Le bourgmestre autorisa la société PINTO, par décision du 5 décembre 1996, à reconstruire l’annexe au sujet de laquelle le permis de démolition avait été accordé par l’autorisation précitée du 22 octobre 1996.

Au cours des travaux de reconstruction de l’annexe litigieuse, la société PINTO introduisit auprès du bourgmestre une demande tendant à être autorisée à remplacer le toit oblique à poser sur l’annexe en question, suivant le permis de construire du 5 décembre 1996, par une terrasse à aménager au niveau de la dalle supérieure de l’annexe en question.

Par lettre du 28 octobre 1997, le bourgmestre refusa à la société PINTO la demande en vue de l’aménagement de la terrasse sur l’annexe en question en citant textuellement, comme unique motivation, une partie de l’article 11 du règlement général sur les bâtisses de la Ville d’Esch-sur-Alzette, de la manière suivante: « Le permis de construire peut être refusé ou n’être accordé que sous réserve de l’observation des conditions spéciales, ou si l’aspect extérieur et intérieur des bâtiments ou ouvrages à édifier ou à modifier, sont de nature à porter atteinte à la salubrité ou à la sécurité publique, au caractère ou à l’intérêt des lieux avoisinants ».

A la suite d’un recours gracieux introduit par le mandataire de la société PINTO par lettre du 20 janvier 1998, le bourgmestre l’informa, par courrier du 5 février 1998, qu’ « une terrasse pourrait engendrer des activités diverses, qui heurteraient la sensibilité ou le mode de vie du voisinage (grillades, jeux, bruits), sensibilité qui m’a déjà été manifestée.

Les services de police locale et les miens sont souvent sollicités pour des situations analogues, alors ne vaut-il pas mieux prévenir que guérir? Ma décision est de nature quasi réglementaire dont les effets s’imposent indistinctement à toutes les propriétés foncières qui par leur situation de coin, par leur parcellaire, par le manque d’espaces, sont propices à des conflits d’intérêts.

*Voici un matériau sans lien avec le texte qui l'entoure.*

// crates/playback-decision-core/src/core/input.rs
// ============================================================================
// Module: Playback Decision Input Types
// Description: Source truth, client capabilities, and server policy.
// Purpose: Provide the typed request model consumed by the decision engine.
// Dependencies: serde
// ============================================================================

//! ## Overview
//! A [`DecisionInput`] bundles the three truths the engine negotiates between:
//! media truth ([`Source`]), client truth ([`Capabilities`]) and server truth
//! ([`Policy`]). Values arrive from the wire decoder in raw form and are
//! rewritten in place by the normalizer before any predicate sees them.

// ============================================================================
// SECTION: Imports
// ============================================================================

use serde::Serialize;

// ============================================================================
// SECTION: Source
// ============================================================================

/// Media truth produced by the probing stage.
///
/// # Invariants
/// - Fields are never mutated by the engine after normalization.
#[derive(Debug, Clone, Default, PartialEq, Serialize)]
#[serde(rename_all = "camelCase")]
pub struct Source {
    /// Container format (e.g. `mp4`, `mkv`, `ts`).
    pub container: String,
    /// Video codec (e.g. `h264`, `hevc`).
    pub video_codec: String,
    /// Audio codec (e.g. `aac`, `ac3`).
    pub audio_codec: String,
    /// Bitrate in kilobits per second.
    pub bitrate_kbps: i64,
    /// Frame width in pixels.
    pub width: i64,
    /// Frame height in pixels.
    pub height: i64,
    /// Frames per second.
    pub fps: f64,
}

// ============================================================================
// SECTION: Capabilities
// ============================================================================

/// Maximum video dimensions declared by a client.
#[derive(Debug, Clone, Copy, Default, PartialEq, Eq, Serialize)]
pub struct MaxVideoDimensions {
    /// Maximum frame width in pixels.
    pub width: i64,
    /// Maximum frame height in pixels.
    pub height: i64,
}

/// Client-declared playback capabilities.
///
/// # Invariants
/// - `version` is `None` only when the wire payload omitted it.
/// - `supports_range` keeps the absent/false/true distinction until normalization.
#[derive(Debug, Clone, Default, PartialEq, Eq, Serialize)]
#[serde(rename_all = "camelCase")]
pub struct Capabilities {
    /// Capabilities contract version.
    pub version: Option<i64>,
    /// Supported containers.
    pub containers: Vec<String>,
    /// Supported video codecs.
    pub video_codecs: Vec<String>,
    /// Supported audio codecs.
    pub audio_codecs: Vec<String>,
    /// Client accepts segmented (HLS) delivery.
    pub supports_hls: bool,
    /// Client supports byte-range requests.
    pub supports_range: Option<bool>,
    /// Maximum decodable video dimensions.
    pub max_video: Option<MaxVideoDimensions>,
    /// Free-form device classification.
    pub device_type: String,
}

// ============================================================================
// SECTION: Policy
// ============================================================================

/// Server-controlled playback policy.
#[derive(Debug, Clone, Copy, Default, PartialEq, Eq, Serialize)]
#[serde(rename_all = "camelCase")]
pub struct Policy {
    /// Whether re-encoding is permitted.
    pub allow_transcode: bool,
}

// ============================================================================
// SECTION: Decision Input
// ============================================================================

/// Complete input to a single decision call.
///
/// # Invariants
/// - `request_id` is trace-only and never participates in semantic equality.
#[derive(Debug, Clone, Default, PartialEq, Serialize)]
#[serde(rename_all = "camelCase")]
pub struct DecisionInput {
    /// Media truth.
    pub source: Source,
    /// Client truth.
    pub capabilities: Capabilities,
    /// Server truth.
    pub policy: Policy,
    /// Requested API contract version.
    pub api_version: String,
    /// Caller correlation identifier.
    pub request_id: String,
}

impl DecisionInput {
    /// Returns true when both inputs are equal ignoring the request identifier.
    #[must_use]
    pub fn semantically_eq(&self, other: &Self) -> bool {
        self.source == other.source
            && self.capabilities == other.capabilities
            && self.policy == other.policy
            && self.api_version == other.api_version
    }
}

2 …. Je suis chargé pour ma part de tenir compte de l’intérêt collectif et de prévenir tout conflit ultérieur et à défaut de réglementation détaillée en la matière il me reste l’article 11 du règlement général sur les bâtisses de la Ville.

Je considère dès lors que l’une des conditions au moins, prévue à l’article 11 du règlement général sur les bâtisses est objectivement donnée.

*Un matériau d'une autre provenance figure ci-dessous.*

// ============================================================================
// SECTION: Wire Shapes
// ============================================================================

/// Compact source object.
#[derive(Deserialize)]
struct CompactSource {
    /// Container.
    #[serde(default, deserialize_with = "null_as_default")]
    c: String,
    /// Video codec.
    #[serde(default, deserialize_with = "null_as_default")]
    v: String,
    /// Audio codec.
    #[serde(default, deserialize_with = "null_as_default")]
    a: String,
    /// Bitrate in kbps.
    #[serde(default, deserialize_with = "null_as_default")]
    br: i64,
    /// Width.
    #[serde(default, deserialize_with = "null_as_default")]
    w: i64,
    /// Height.
    #[serde(default, deserialize_with = "null_as_default")]
    h: i64,
    /// Frames per second.
    #[serde(default, deserialize_with = "null_as_default")]
    fps: f64,
}

impl From<CompactSource> for Source {
    fn from(wire: CompactSource) -> Self {
        Self {
            container: wire.c,
            video_codec: wire.v,
            audio_codec: wire.a,
            bitrate_kbps: wire.br,
            width: wire.w,
            height: wire.h,
            fps: wire.fps,
        }
    }
}

/// Legacy source object.
#[derive(Deserialize)]
#[serde(rename_all = "camelCase")]
struct LegacySource {
    /// Container.
    #[serde(default, deserialize_with = "null_as_default")]
    container: String,
    /// Video codec.
    #[serde(default, deserialize_with = "null_as_default")]
    video_codec: String,
    /// Audio codec.
    #[serde(default, deserialize_with = "null_as_default")]
    audio_codec: String,
    /// Bitrate in kbps.
    #[serde(default, deserialize_with = "null_as_default")]
    bitrate_kbps: i64,
    /// Width.
    #[serde(default, deserialize_with = "null_as_default")]
    width: i64,
    /// Height.
    #[serde(default, deserialize_with = "null_as_default")]
    height: i64,
    /// Frames per second.
    #[serde(default, deserialize_with = "null_as_default")]
    fps: f64,
}

impl From<LegacySource> for Source {
    fn from(wire: LegacySource) -> Self {
        Self {
            container: wire.container,
            video_codec: wire.video_codec,
            audio_codec: wire.audio_codec,
            bitrate_kbps: wire.bitrate_kbps,
            width: wire.width,
            height: wire.height,
            fps: wire.fps,
        }
    }
}

/// Compact max video dimensions.
#[derive(Deserialize)]
struct CompactMaxVideo {
    /// Width.
    #[serde(default, deserialize_with = "null_as_default")]
    w: i64,
    /// Height.
    #[serde(default, deserialize_with = "null_as_default")]
    h: i64,
}

/// Legacy max video dimensions.
#[derive(Deserialize)]
struct LegacyMaxVideo {
    /// Width.
    #[serde(default, deserialize_with = "null_as_default")]
    width: i64,
    /// Height.
    #[serde(default, deserialize_with = "null_as_default")]
    height: i64,
}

En ce qui concerne l’argumentation que la terrasse était déjà existante et autorisée, je vous joins copie des plans ayant servis à l’autorisation de construire des maisons 20 et 22 rue de Belvaux du 2 juillet 1928, mentionnant une annexe avec toiture …. ».

Par requête déposée le 4 mai 1998, la société PINTO a introduit un recours en annulation contre les deux décisions précitées du bourgmestre prises respectivement en date des 28 octobre 1997 et 5 février 1998.

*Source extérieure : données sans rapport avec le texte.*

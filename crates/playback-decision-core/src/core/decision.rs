// crates/playback-decision-core/src/core/decision.rs
// ============================================================================
// Module: Playback Decision Result Types
// Description: Delivery mode, selected formats, outputs, and rule trace.
// Purpose: Define the success body returned for every answered request.
// Dependencies: serde, crate::core::reason
// ============================================================================

//! ## Overview
//! A [`Decision`] is a well-formed business answer, including a logical
//! `deny`. Outputs carry opaque handles only; the transport layer resolves
//! them into real playback URLs.

// ============================================================================
// SECTION: Imports
// ============================================================================

use std::fmt;

use serde::Serialize;
use serde::Serializer;

use crate::core::reason::ReasonCode;

// ============================================================================
// SECTION: Constants
// ============================================================================

/// Sentinel used for every selected format of a `deny` decision.
pub const SENTINEL_NONE: &str = "none";

/// Containers eligible for direct play.
pub const DIRECT_PLAY_CONTAINERS: [&str; 3] = ["mp4", "mov", "m4v"];

// ============================================================================
// SECTION: Mode
// ============================================================================

/// Delivery mode chosen by the decision table.
#[derive(Debug, Clone, Copy, PartialEq, Eq, Hash, Serialize)]
#[serde(rename_all = "snake_case")]
pub enum Mode {
    /// Serve the original file unmodified.
    DirectPlay,
    /// Repackage into a segmented stream without re-encoding.
    DirectStream,
    /// Re-encode into a segmented stream.
    Transcode,
    /// Refuse playback.
    Deny,
}

impl Mode {
    /// Returns a stable label for the mode.
    #[must_use]
    pub const fn as_str(self) -> &'static str {
        match self {
            Self::DirectPlay => "direct_play",
            Self::DirectStream => "direct_stream",
            Self::Transcode => "transcode",
            Self::Deny => "deny",
        }
    }

    /// Preference rank: direct play > direct stream > transcode > deny.
    #[must_use]
    pub const fn rank(self) -> u8 {
        match self {
            Self::DirectPlay => 3,
            Self::DirectStream => 2,
            Self::Transcode => 1,
            Self::Deny => 0,
        }
    }

    /// Returns the delivery protocol implied by the mode.
    #[must_use]
    pub const fn protocol(self) -> Protocol {
        match self {
            Self::DirectPlay => Protocol::Mp4,
            Self::DirectStream | Self::Transcode => Protocol::Hls,
            Self::Deny => Protocol::None,
        }
    }
}

impl fmt::Display for Mode {
    fn fmt(&self, f: &mut fmt::Formatter<'_>) -> fmt::Result {
        f.write_str(self.as_str())
    }
}

/// Delivery protocol label used for telemetry.
#[derive(Debug, Clone, Copy, PartialEq, Eq)]
pub enum Protocol {
    /// Progressive file delivery.
    Mp4,
    /// Segmented delivery.
    Hls,
    /// No delivery.
    None,
}

impl Protocol {
    /// Returns a stable label for the protocol.
    #[must_use]
    pub const fn as_str(self) -> &'static str {
        match self {
            Self::Mp4 => "mp4",
            Self::Hls => "hls",
            Self::None => "none",
        }
    }
}

// ============================================================================
// SECTION: Outputs
// ============================================================================

/// Kind of a playback output handle.
#[derive(Debug, Clone, Copy, PartialEq, Eq, Serialize)]
#[serde(rename_all = "snake_case")]
pub enum OutputKind {
    /// Static file with range support.
    File,
    /// Segmented playlist.
    Hls,
}

impl OutputKind {
    /// Returns a stable label for the kind.
    #[must_use]
    pub const fn as_str(self) -> &'static str {
        match self {
            Self::File => "file",
            Self::Hls => "hls",
        }
    }
}

/// Opaque output handle.
#[derive(Debug, Clone, PartialEq, Eq, Serialize)]
pub struct Output {
    /// Output kind.
    pub kind: OutputKind,
    /// Opaque handle resolved by the transport layer.
    pub url: String,
}

/// Formats selected for delivery.
///
/// # Invariants
/// - All three fields equal [`SENTINEL_NONE`] iff the mode is `deny`.
#[derive(Debug, Clone, PartialEq, Eq, Serialize)]
#[serde(rename_all = "camelCase")]
pub struct SelectedFormats {
    /// Selected container.
    pub container: String,
    /// Selected video codec.
    pub video_codec: String,
    /// Selected audio codec.
    pub audio_codec: String,
}

impl SelectedFormats {
    /// Returns the deny sentinel triple.
    #[must_use]
    pub fn none() -> Self {
        Self {
            container: SENTINEL_NONE.to_string(),
            video_codec: SENTINEL_NONE.to_string(),
            audio_codec: SENTINEL_NONE.to_string(),
        }
    }

    /// Returns true when every field is the deny sentinel.
    #[must_use]
    pub fn is_none(&self) -> bool {
        self.container == SENTINEL_NONE
            && self.video_codec == SENTINEL_NONE
            && self.audio_codec == SENTINEL_NONE
    }
}

// ============================================================================
// SECTION: Trace
// ============================================================================

/// Rules visited by the decision table, in evaluation order.
#[derive(Debug, Clone, Copy, PartialEq, Eq, Serialize)]
pub enum RuleHit {
    /// Container membership check.
    #[serde(rename = "rule_container")]
    Container,
    /// Video codec membership check.
    #[serde(rename = "rule_video")]
    Video,
    /// Audio codec membership check.
    #[serde(rename = "rule_audio")]
    Audio,
    /// Transcode fallback considered.
    #[serde(rename = "rule_transcode")]
    Transcode,
    /// Transcode fallback taken.
    #[serde(rename = "rule_transcode_allowed")]
    TranscodeAllowed,
    /// Direct play considered.
    #[serde(rename = "rule_directplay")]
    DirectPlay,
    /// Direct stream considered.
    #[serde(rename = "rule_directstream")]
    DirectStream,
}

impl RuleHit {
    /// Returns a stable label for the rule.
    #[must_use]
    pub const fn as_str(self) -> &'static str {
        match self {
            Self::Container => "rule_container",
            Self::Video => "rule_video",
            Self::Audio => "rule_audio",
            Self::Transcode => "rule_transcode",
            Self::TranscodeAllowed => "rule_transcode_allowed",
            Self::DirectPlay => "rule_directplay",
            Self::DirectStream => "rule_directstream",
        }
    }
}

/// Decision trace.
#[derive(Debug, Clone, Default, PartialEq, Eq, Serialize)]
#[serde(rename_all = "camelCase")]
pub struct Trace {
    /// Caller correlation identifier, passed through unchanged.
    pub request_id: String,
    /// Rules visited in evaluation order.
    pub rule_hits: Vec<RuleHit>,
    /// One explanation per reason, in reason order.
    pub why: Vec<String>,
}

// ============================================================================
// SECTION: Decision
// ============================================================================

/// Success body for an answered request.
///
/// # Invariants
/// - `reasons` are unique and canonically ordered.
/// - `constraints` is always empty in the current contract.
#[derive(Debug, Clone, PartialEq, Eq, Serialize)]
#[serde(rename_all = "camelCase")]
pub struct Decision {
    /// Chosen delivery mode.
    pub mode: Mode,
    /// Formats selected for delivery.
    pub selected: SelectedFormats,
    /// Output handles.
    pub outputs: Vec<Output>,
    /// Delivery constraints.
    pub constraints: Vec<String>,
    /// Canonically ordered reasons.
    pub reasons: Vec<ReasonCode>,
    /// Rule trace.
    pub trace: Trace,
    /// Handle of the selected output, empty for deny.
    pub selected_output_url: String,
    /// Kind of the selected output, empty for deny.
    #[serde(serialize_with = "serialize_optional_kind")]
    pub selected_output_kind: Option<OutputKind>,
}

impl Decision {
    /// Returns the primary reason.
    #[must_use]
    pub fn primary_reason(&self) -> Option<ReasonCode> {
        self.reasons.first().copied()
    }
}

/// Serializes an absent output kind as an empty string.
fn serialize_optional_kind<S>(kind: &Option<OutputKind>, serializer: S) -> Result<S::Ok, S::Error>
where
    S: Serializer,
{
    serializer.serialize_str(kind.map_or("", OutputKind::as_str))
}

Dans son mémoire en réponse, la partie défenderesse expose deux moyens d’irrecevabilité, après avoir présenté les faits de l’espèce.

C’est à tort que la partie demanderesse entend voir écarter les reproches tenant à l’irrecevabilité du recours au motif que ces moyens auraient dû être invoqués in limine litis, étant donné que la partie défenderesse a utilement pu invoquer ces moyens dans son mémoire en réponse, peu importe qu’ils aient été présentés après l’exposé des faits relatifs au litige.

Le bourgmestre soutient en premier lieu que le recours serait irrecevable au motif qu’il aurait été introduit plus de trois mois après la notification de la décision initiale du 28 octobre 1997.

D’après l’article 11 de l’arrêté royal grand-ducal modifié du 21 août 1866 portant règlement de procédure en matière de contentieux devant le Conseil d’Etat, maintenu en vigueur par l’article 98 paragraphe (1) de la loi du 7 novembre 1996 portant organisation des juridictions de l’ordre administratif, une partie intéressée peut, dans le délai du recours contentieux, adresser une réclamation à l’autorité compétente auquel cas le délai du recours contentieux commence à courir à partir de la notification de la nouvelle décision à intervenir suite à la réclamation.

En l’espèce, la demanderesse a introduit un recours gracieux par lettre du 20 janvier 1998 auprès de l’administration communale de la Ville d’Esch-sur-Alzette et, comme la décision contre laquelle la réclamation a été introduite, date du 28 octobre 1997, ladite réclamation a été formée dans le délai contentieux de trois mois. La nouvelle décision étant intervenue en date du 5 février 1998 et le recours contentieux ayant été déposé au greffe du tribunal administratif en date du 4 mai 1998, le recours a été introduit dans le délai légal.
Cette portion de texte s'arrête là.